Submission to Parliament
Combatting Antisemitism, Hate & Extremism Bill 2026
Executive Summary
Turning Point Australia is an organisation dedicated to educating and assisting Australians in promoting freedom through public policy education, legislative analysis, and the creation of educational resources that support democratic participation. Its work includes political commentary and analysis designed to assist voters in understanding the consequences of government policy.
Turning Point Australia is a registered third-party campaigner and one of the largest digital political communication organisations in Australia. Across its own and associated channels, Turning Point Australia:
- has generated in excess of one billion views of social media posts and video content,
- maintains just under one million followers across multiple platforms,
- in 2025 alone reached 221.8 million views,
- it is the largest third-party campaigner in Australia by social media following, and at the most recent federal election its “how-to-vote” materials were downloaded more than half a million times.
As a result of this reach, Turning Point Australia plays a significant role in contemporary political discourse, particularly through online publication. Its ability to operate depends on freedom of political communication and association, freedoms that are directly engaged and placed at serious risk by this Bill.
Turning Point Australia unequivocally condemns all forms of racial hatred and political violence. The terrorist attack at Bondi Beach was a grave crime that demands a serious and effective response. While the Jewish community was targeted, the attack affected all Australians. However, legislation enacted in response to tragedy must strengthen the rule of law and democratic resilience, not weaken them.
Turning Point Australia is deeply concerned that the Combatting Antisemitism, Hate & Extremism Bill 2026 has been drafted as a broad omnibus bill, combining fundamental changes to criminal law, speech and association offences, executive powers, firearms regulation, migration law, and intelligence frameworks into a single legislative package.

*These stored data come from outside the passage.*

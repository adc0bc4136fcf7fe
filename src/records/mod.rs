//! Lead records and the tabular input reader
//!
//! A [`LeadRecord`] is one input row, kept in column order. An
//! [`EnrichedRecord`] is that row plus the derived [`Enrichment`] columns.

mod reader;
mod types;

pub use reader::{read_leads, read_leads_from};
pub use types::{EnrichStatus, EnrichedRecord, Enrichment, LeadRecord};
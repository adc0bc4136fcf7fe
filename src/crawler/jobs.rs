//! Careers page scan
//!
//! Careers links are picked out of the homepage's links. At most
//! [`MAX_JOB_PAGES`] of them are fetched, in discovery order, and scanning stops
//! at the first page whose raw HTML mentions an AI keyword.

use crate::crawler::fetcher::PageFetcher;
use crate::crawler::parser::ExtractedLink;
use crate::signals::{count_ai_keywords, JOB_LINK_KEYWORDS};

/// Upper bound on careers pages fetched per lead
pub const MAX_JOB_PAGES: usize = 2;

/// Outcome of scanning a lead's careers links
#[derive(Debug, Clone, Copy, Default, PartialEq, Eq)]
pub struct JobsScan {
    /// At least one careers link was found on the homepage
    pub has_jobs: bool,

    /// A fetched careers page mentions an AI keyword
    pub jobs_ai_mentions: bool,
}

/// Returns the links whose href or text looks like a careers page, in page order
pub fn find_job_links(links: &[ExtractedLink]) -> Vec<&ExtractedLink> {
    links
        .iter()
        .filter(|link| link.mentions_any(JOB_LINK_KEYWORDS))
        .collect()
}

/// Checks careers links for AI mentions
///
/// Fetch failures are skipped silently and count as zero mentions.
pub async fn scan_job_pages(fetcher: &PageFetcher, links: &[ExtractedLink]) -> JobsScan {
    let job_links = find_job_links(links);
    if job_links.is_empty() {
        return JobsScan::default();
    }

    let mut scan = JobsScan {
        has_jobs: true,
        jobs_ai_mentions: false,
    };

    for link in job_links.into_iter().take(MAX_JOB_PAGES) {
        let Some(page) = fetcher.fetch(&link.url).await else {
            tracing::debug!("Skipping unreachable careers page {}", link.url);
            continue;
        };

        if count_ai_keywords(&page.body.to_lowercase()) > 0 {
            tracing::debug!("Careers page {} mentions AI", link.url);
            scan.jobs_ai_mentions = true;
            break;
        }
    }

    scan
}
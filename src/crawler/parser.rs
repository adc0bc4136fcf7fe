//! HTML parser for extracting page metadata, visible text and links
//!
//! This module handles parsing HTML content to extract:
//! - Page title and meta description
//! - Lowercase visible text for keyword scanning
//! - Outbound links paired with their anchor text

use crate::ScoutError;
use scraper::{ElementRef, Html, Selector};
use url::Url;

/// Elements whose text content is never rendered
const INVISIBLE_ELEMENTS: &[&str] = &["script", "style", "noscript", "template"];

/// An anchor resolved against the page URL
#[derive(Debug, Clone, PartialEq, Eq)]
pub struct ExtractedLink {
    /// Absolute URL, as resolved
    pub url: String,

    /// Anchor text, trimmed
    pub text: String,

    href_lower: String,
    text_lower: String,
}

impl ExtractedLink {
    pub fn new(url: String, text: &str) -> Self {
        let text = text.trim().to_string();
        Self {
            href_lower: url.to_lowercase(),
            text_lower: text.to_lowercase(),
            url,
            text,
        }
    }

    /// Returns true if the lowercase href or anchor text contains `needle`
    ///
    /// `needle` must already be lowercase.
    pub fn mentions(&self, needle: &str) -> bool {
        self.href_lower.contains(needle) || self.text_lower.contains(needle)
    }

    /// Returns true if the link mentions any of the given lowercase needles
    pub fn mentions_any(&self, needles: &[&str]) -> bool {
        needles.iter().any(|needle| self.mentions(needle))
    }
}

/// Extracted information from an HTML page
#[derive(Debug, Clone)]
pub struct ParsedPage {
    /// First non-empty `<title>`, trimmed; empty if absent
    pub title: String,

    /// `meta[name=description]`, else `meta[property=og:description]`; empty if absent
    pub meta_description: String,

    /// Visible text, whitespace-joined and lowercased
    pub text_lower: String,

    /// Anchors with an href, in document order
    pub links: Vec<ExtractedLink>,
}

/// Parses HTML content and extracts metadata, text and links
///
/// # Arguments
///
/// * `html` - The HTML content to parse
/// * `base_url` - The resolved page URL, used for relative links
///
/// # Returns
///
/// * `Ok(ParsedPage)` - Successfully parsed page
/// * `Err(ScoutError::HtmlParse)` - A selector could not be built
///
/// # Example
///
/// ```
/// use readiness_scout::crawler::parse_page;
/// use url::Url;
///
/// let html = r#"<html><head><title>Test</title></head><body><a href="/page">Link</a></body></html>"#;
/// let base_url = Url::parse("https://example.com/").unwrap();
/// let parsed = parse_page(html, &base_url).unwrap();
/// assert_eq!(parsed.title, "Test");
/// assert_eq!(parsed.links[0].url, "https://example.com/page");
/// ```
pub fn parse_page(html: &str, base_url: &Url) -> Result<ParsedPage, ScoutError> {
    let document = Html::parse_document(html);

    let title = extract_title(&document, base_url)?;
    let meta_description = extract_meta_description(&document, base_url)?;
    let text_lower = visible_text_lower(&document);
    let links = extract_links(&document, base_url)?;

    Ok(ParsedPage {
        title,
        meta_description,
        text_lower,
        links,
    })
}

fn selector(css: &str, base_url: &Url) -> Result<Selector, ScoutError> {
    Selector::parse(css).map_err(|e| ScoutError::HtmlParse {
        url: base_url.to_string(),
        message: format!("invalid selector {:?}: {:?}", css, e),
    })
}

/// Extracts the first non-empty page title
fn extract_title(document: &Html, base_url: &Url) -> Result<String, ScoutError> {
    let title_selector = selector("title", base_url)?;

    Ok(document
        .select(&title_selector)
        .map(|element| element.text().collect::<String>().trim().to_string())
        .find(|s| !s.is_empty())
        .unwrap_or_default())
}

/// Extracts the meta description, falling back to Open Graph
fn extract_meta_description(document: &Html, base_url: &Url) -> Result<String, ScoutError> {
    for css in [
        r#"meta[name="description"]"#,
        r#"meta[property="og:description"]"#,
    ] {
        let meta_selector = selector(css, base_url)?;
        if let Some(content) = document
            .select(&meta_selector)
            .find_map(|element| element.value().attr("content"))
        {
            return Ok(content.trim().to_string());
        }
    }

    Ok(String::new())
}

/// Collects visible text nodes, whitespace-joined and lowercased
fn visible_text_lower(document: &Html) -> String {
    let mut words: Vec<String> = Vec::new();

    for node in document.root_element().descendants() {
        let Some(text) = node.value().as_text() else {
            continue;
        };

        let hidden = node.ancestors().any(|ancestor| {
            ancestor
                .value()
                .as_element()
                .map_or(false, |element| INVISIBLE_ELEMENTS.contains(&element.name()))
        });
        if hidden {
            continue;
        }

        words.extend(text.split_whitespace().map(str::to_lowercase));
    }

    words.join(" ")
}

/// Extracts every anchor with an href that resolves against the base URL
fn extract_links(document: &Html, base_url: &Url) -> Result<Vec<ExtractedLink>, ScoutError> {
    let a_selector = selector("a[href]", base_url)?;

    Ok(document
        .select(&a_selector)
        .filter_map(|element| resolve_anchor(element, base_url))
        .collect())
}

fn resolve_anchor(element: ElementRef<'_>, base_url: &Url) -> Option<ExtractedLink> {
    let href = element.value().attr("href")?.trim();
    if href.is_empty() {
        return None;
    }

    let absolute = base_url.join(href).ok()?;
    let text = element.text().collect::<Vec<_>>().join(" ");
    let text = text.split_whitespace().collect::<Vec<_>>().join(" ");

    Some(ExtractedLink::new(absolute.to_string(), &text))
}
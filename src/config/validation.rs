use crate::config::types::{FetchConfig, ScoutConfig, UserAgentConfig};
use crate::{ConfigError, ConfigResult};

/// Upper bound on the worker pool size
const MAX_WORKERS: usize = 256;

impl ScoutConfig {
    /// Validates the entire configuration
    pub fn validate(&self) -> ConfigResult<()> {
        validate_workers(self.workers)?;
        validate_fetch_config(&self.fetch)?;
        validate_user_agent_config(&self.user_agent)?;
        Ok(())
    }
}

fn validate_workers(workers: usize) -> ConfigResult<()> {
    if workers < 1 || workers > MAX_WORKERS {
        return Err(ConfigError::Validation(format!(
            "workers must be between 1 and {}, got {}",
            MAX_WORKERS, workers
        )));
    }
    Ok(())
}

/// Validates fetch configuration
fn validate_fetch_config(config: &FetchConfig) -> ConfigResult<()> {
    if config.timeout_secs == 0 {
        return Err(ConfigError::Validation(
            "timeout must be at least 1 second".to_string(),
        ));
    }

    if config.politeness_delay_ms > 60_000 {
        return Err(ConfigError::Validation(format!(
            "politeness delay must be <= 60000ms, got {}ms",
            config.politeness_delay_ms
        )));
    }

    Ok(())
}

/// Validates user agent configuration
fn validate_user_agent_config(config: &UserAgentConfig) -> ConfigResult<()> {
    // Name: non-empty, alphanumeric + hyphens only
    if config.name.is_empty() {
        return Err(ConfigError::InvalidUserAgent(
            "name cannot be empty".to_string(),
        ));
    }

    if !config.name.chars().all(|c| c.is_alphanumeric() || c == '-') {
        return Err(ConfigError::InvalidUserAgent(format!(
            "name must contain only alphanumeric characters and hyphens, got '{}'",
            config.name
        )));
    }

    if config.version.is_empty() {
        return Err(ConfigError::InvalidUserAgent(
            "version cannot be empty".to_string(),
        ));
    }

    Ok(())
}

The advocacy of violence, threats, intimidation, and property damage is already comprehensively criminalised under existing Commonwealth and State law. Rather than addressing a legislative gap, the Bill introduces unnecessary and disproportionate expansions into the regulation of lawful speech, political association, and civil society participation. In its current form, it:
- Criminalises speech based on subjective fear rather than intent or harm
- Permits executive listing of “hate groups” without adequate due process
- Allows adverse legal consequences to flow from past or overseas conduct
- Exposes lawful political commentary, including debate on immigration and population policy, to criminal sanction
- Creates religious carve-outs vulnerable to exploitation while failing to ensure consistent protection
- Risks criminalising political association and party formation
Turning Point Australia urges Parliament to withdraw the Bill in its entirety and rely on the existing legislative framework, which already provides sufficient tools to address hate-motivated violence and criminal conduct without eroding democratic freedoms.

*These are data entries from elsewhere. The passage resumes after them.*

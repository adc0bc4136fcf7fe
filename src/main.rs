//! Readiness-Scout main entry point
//!
//! This is the command-line interface for the Readiness-Scout lead enricher.

use anyhow::Context;
use clap::Parser;
use readiness_scout::config::{ScoutConfig, DEFAULT_WORKERS};
use readiness_scout::output::print_statistics;
use readiness_scout::records::read_leads;
use readiness_scout::url::normalize_website;
use std::path::{Path, PathBuf};
use tracing_subscriber::EnvFilter;

/// Readiness-Scout: AI readiness signals for lead lists
///
/// Reads a CSV of companies, fetches each company's homepage and up to two
/// careers pages, and writes the rows back with detected signals and a
/// 0-100 readiness score.
#[derive(Parser, Debug)]
#[command(name = "readiness-scout")]
#[command(version)]
#[command(about = "Score lead lists for AI readiness", long_about = None)]
struct Cli {
    /// Input CSV with company_name and website columns
    #[arg(short, long, value_name = "FILE")]
    input: PathBuf,

    /// Output CSV path
    #[arg(short, long, value_name = "FILE")]
    output: PathBuf,

    /// Maximum number of leads processed concurrently
    #[arg(short, long, default_value_t = DEFAULT_WORKERS)]
    workers: usize,

    /// Per-request timeout in seconds
    #[arg(long, value_name = "SECS")]
    timeout: Option<u64>,

    /// Pause after each successful fetch within a lead, in milliseconds
    #[arg(long, value_name = "MS")]
    delay_ms: Option<u64>,

    /// Increase logging verbosity (-v, -vv, -vvv)
    #[arg(short, long, action = clap::ArgAction::Count)]
    verbose: u8,

    /// Suppress non-error output
    #[arg(short, long, conflicts_with = "verbose")]
    quiet: bool,

    /// Read the input and show what would be fetched without any network access
    #[arg(long)]
    dry_run: bool,
}

impl Cli {
    fn to_config(&self) -> ScoutConfig {
        let mut config = ScoutConfig {
            workers: self.workers,
            ..Default::default()
        };
        if let Some(timeout) = self.timeout {
            config.fetch.timeout_secs = timeout;
        }
        if let Some(delay_ms) = self.delay_ms {
            config.fetch.politeness_delay_ms = delay_ms;
        }
        config
    }
}

#[tokio::main]
async fn main() -> anyhow::Result<()> {
    let cli = Cli::parse();

    // Setup logging based on verbosity
    setup_logging(cli.verbose, cli.quiet);

    if cli.dry_run {
        handle_dry_run(&cli.input)
    } else {
        handle_enrich(cli.to_config(), &cli.input, &cli.output, cli.quiet).await
    }
}

/// Sets up the logging/tracing subscriber based on verbosity level
fn setup_logging(verbose: u8, quiet: bool) {
    let filter = if quiet {
        // Only show errors
        EnvFilter::new("error")
    } else {
        match verbose {
            0 => EnvFilter::new("readiness_scout=info,warn"),
            1 => EnvFilter::new("readiness_scout=debug,info"),
            2 => EnvFilter::new("readiness_scout=trace,debug"),
            _ => EnvFilter::new("trace"),
        }
    };

    tracing_subscriber::fmt()
        .with_env_filter(filter)
        .with_target(false)
        .with_thread_ids(false)
        .with_file(false)
        .init();
}

/// Handles the --dry-run mode: reads input and shows what would be fetched
fn handle_dry_run(input: &Path) -> anyhow::Result<()> {
    let leads = read_leads(input)
        .with_context(|| format!("Failed to read input {}", input.display()))?;

    println!("=== Readiness-Scout Dry Run ===\n");
    println!("Input: {}", input.display());
    println!("Leads: {}\n", leads.len());

    let mut fetchable = 0;
    for lead in &leads {
        match normalize_website(lead.website()) {
            Some(url) => {
                fetchable += 1;
                println!("  - {} -> {}", lead.company_name(), url);
            }
            None => println!("  - {} (no website supplied)", lead.company_name()),
        }
    }

    println!(
        "\n✓ Would fetch {} homepages; {} leads have no usable website",
        fetchable,
        leads.len() - fetchable
    );

    Ok(())
}

/// Handles the main enrichment run
async fn handle_enrich(
    config: ScoutConfig,
    input: &Path,
    output: &Path,
    quiet: bool,
) -> anyhow::Result<()> {
    tracing::info!("Reading leads from {}", input.display());

    let stats = readiness_scout::run(config, input, output)
        .await
        .with_context(|| {
            format!(
                "Enrichment from {} to {} failed",
                input.display(),
                output.display()
            )
        })?;

    tracing::info!(
        "Run complete: {} leads, {} enriched, {} dropped, {} rows written",
        stats.total_leads,
        stats.enriched,
        stats.dropped,
        stats.rows_written
    );
    if stats.dropped > 0 {
        tracing::warn!(
            "{} leads were dropped after errors and are missing from {}",
            stats.dropped,
            output.display()
        );
    }

    if !quiet {
        print_statistics(&stats);
    }

    Ok(())
}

1. Existing Commonwealth Law Already Criminalises Hate-Motivated Violence
The Commonwealth Criminal Code already provides a comprehensive framework to address hate-motivated violence, threats, and property damage.
Division 80 of the Criminal Code Act 1995 criminalises advocating or threatening physical force or violence against individuals or groups distinguished by attributes including race, religion, nationality, ethnic origin, and political opinion.
Sections 80.2A, 80.2B, 80.2BA, 80.2BB and 80.2BE make it an offence where a person:
“intentionally advocates the use of force or violence against a group, a member of a group or their close associate,”
while being reckless as to whether that force or violence would occur.
These offences:
- Require intent
- Are limited to physical force or violence
- Attract penalties of up to 5 or 7 years’ imprisonment
- Include mandatory minimum sentences in limited circumstances
Sections 80.2BC and 80.2BD further criminalise advocating or threatening damage to places of worship or property owned or occupied by protected groups.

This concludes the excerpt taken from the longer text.